Inertial Hopf-cyclic homology

We construct a functor from the category of comodule algebras over a Hopf algebra to the category of stable anti-Yetter-Drinfeld modules over that Hopf algebra. In the commutative case it reproduces the inertia groupoid for a given group action groupoid. Given any right comodule algebra and any right module coalgebra with a grouplike element, the resulting Hopf-cyclic object with coefficients in that stable anti-Yetter-Drinfeld module can be conceptually understood as a Hopf-cyclic quantization of the cyclic nerve of the group-action groupoid. We call it the inertial Hopf-cyclic object. Next, we construct a natural map from the Kadison cyclic object of a given comodule algebra regarded as an extension of its subalgebra of invariants of the coalgebra coaction to the inertial Hopf-cyclic object.

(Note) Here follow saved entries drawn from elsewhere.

use async_trait::async_trait;
use diesel::prelude::*;
use diesel::r2d2::{self, Pool};
use diesel::sqlite::SqliteConnection;
use std::sync::Arc;

use ledgerfolio_core::prices::{PriceMapping, PriceMappingRepositoryTrait};
use ledgerfolio_core::{Error, Result};

use super::model::PriceMappingDB;
use crate::db::{get_connection, WriteHandle};
use crate::errors::IntoCore;
use crate::schema::price_mappings;

pub struct PriceMappingRepository {
    pool: Arc<Pool<r2d2::ConnectionManager<SqliteConnection>>>,
    writer: WriteHandle,
}

impl PriceMappingRepository {
    pub fn new(
        pool: Arc<Pool<r2d2::ConnectionManager<SqliteConnection>>>,
        writer: WriteHandle,
    ) -> Self {
        Self { pool, writer }
    }
}

#[async_trait]
impl PriceMappingRepositoryTrait for PriceMappingRepository {
    async fn create(&self, mapping: PriceMapping) -> Result<PriceMapping> {
        let row = PriceMappingDB::from(&mapping);
        self.writer
            .exec(move |conn| {
                diesel::insert_into(price_mappings::table)
                    .values(&row)
                    .execute(conn)
                    .into_core()?;
                Ok(mapping)
            })
            .await
    }

    fn get_by_id(&self, mapping_id: &str) -> Result<PriceMapping> {
        let mut conn = get_connection(&self.pool)?;
        price_mappings::table
            .select(PriceMappingDB::as_select())
            .find(mapping_id)
            .first::<PriceMappingDB>(&mut conn)
            .optional()
            .into_core()?
            .map(PriceMapping::from)
            .ok_or_else(|| Error::not_found("Price mapping", mapping_id))
    }

    /// Mappings in the order they were added; valuation tries them in turn.
    fn list_for_asset(&self, asset_id: &str) -> Result<Vec<PriceMapping>> {
        let mut conn = get_connection(&self.pool)?;
        let rows = price_mappings::table
            .select(PriceMappingDB::as_select())
            .filter(price_mappings::asset_id.eq(asset_id))
            .order((price_mappings::created_at.asc(), price_mappings::id.asc()))
            .load::<PriceMappingDB>(&mut conn)
            .into_core()?;
        Ok(rows.into_iter().map(PriceMapping::from).collect())
    }
}

#[cfg(test)]
mod tests {
    use super::*;
    use crate::test_utils::TestDb;
    use chrono::{Duration, Utc};
    use ledgerfolio_core::errors::ErrorKind;
    use ledgerfolio_core::prices::NewPriceMapping;

    fn new_mapping(asset_id: &str, symbol: &str, currency: &str) -> NewPriceMapping {
        NewPriceMapping {
            asset_id: asset_id.to_string(),
            provider_symbol: symbol.to_string(),
            currency: currency.to_string(),
            provider: "yahoo".to_string(),
            is_active: true,
        }
    }

    #[tokio::test]
    async fn test_list_for_asset_keeps_insertion_order() {
        let db = TestDb::new();
        db.insert_asset("BTC", "CRYPTO");
        db.insert_asset("ETH", "CRYPTO");
        let repo = PriceMappingRepository::new(db.pool.clone(), db.writer.clone());
        let now = Utc::now();

        let usd = repo
            .create(new_mapping("BTC", "BTC-USD", "usd").into_mapping(now))
            .await
            .unwrap();
        let eur = repo
            .create(new_mapping("BTC", "BTC-EUR", "eur").into_mapping(now + Duration::seconds(1)))
            .await
            .unwrap();
        repo.create(new_mapping("ETH", "ETH-USD", "usd").into_mapping(now))
            .await
            .unwrap();

        let ids: Vec<String> = repo
            .list_for_asset("BTC")
            .unwrap()
            .into_iter()
            .map(|m| m.id)
            .collect();
        assert_eq!(ids, vec![usd.id.clone(), eur.id]);
        let loaded = repo.get_by_id(&usd.id).unwrap();
        assert_eq!(loaded.currency, "USD");
        assert_eq!(loaded.provider, "YAHOO");
    }

    #[tokio::test]
    async fn test_mapping_requires_known_asset() {
        let db = TestDb::new();
        let repo = PriceMappingRepository::new(db.pool.clone(), db.writer.clone());

        let err = repo
            .create(new_mapping("NOPE", "NOPE", "USD").into_mapping(Utc::now()))
            .await
            .unwrap_err();
        assert_eq!(err.kind(), ErrorKind::Storage);
        assert_eq!(
            repo.get_by_id("missing").unwrap_err().kind(),
            ErrorKind::NotFound
        );
    }
}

This is a quantization of the characteristic map from the cyclic nerve of the group-action groupoid to the cyclic Alexander-Spanier space. We show that if that coalgebra coaction satisfies the Galois condition, the natural map of cyclic objects becomes an isomorphism. This means the invertibility of the quantized characteristic map for principal bundles. In the Hopf-Galois case we find a non-trivial identification of our map with a well known isomorphism of Jara-Stefan.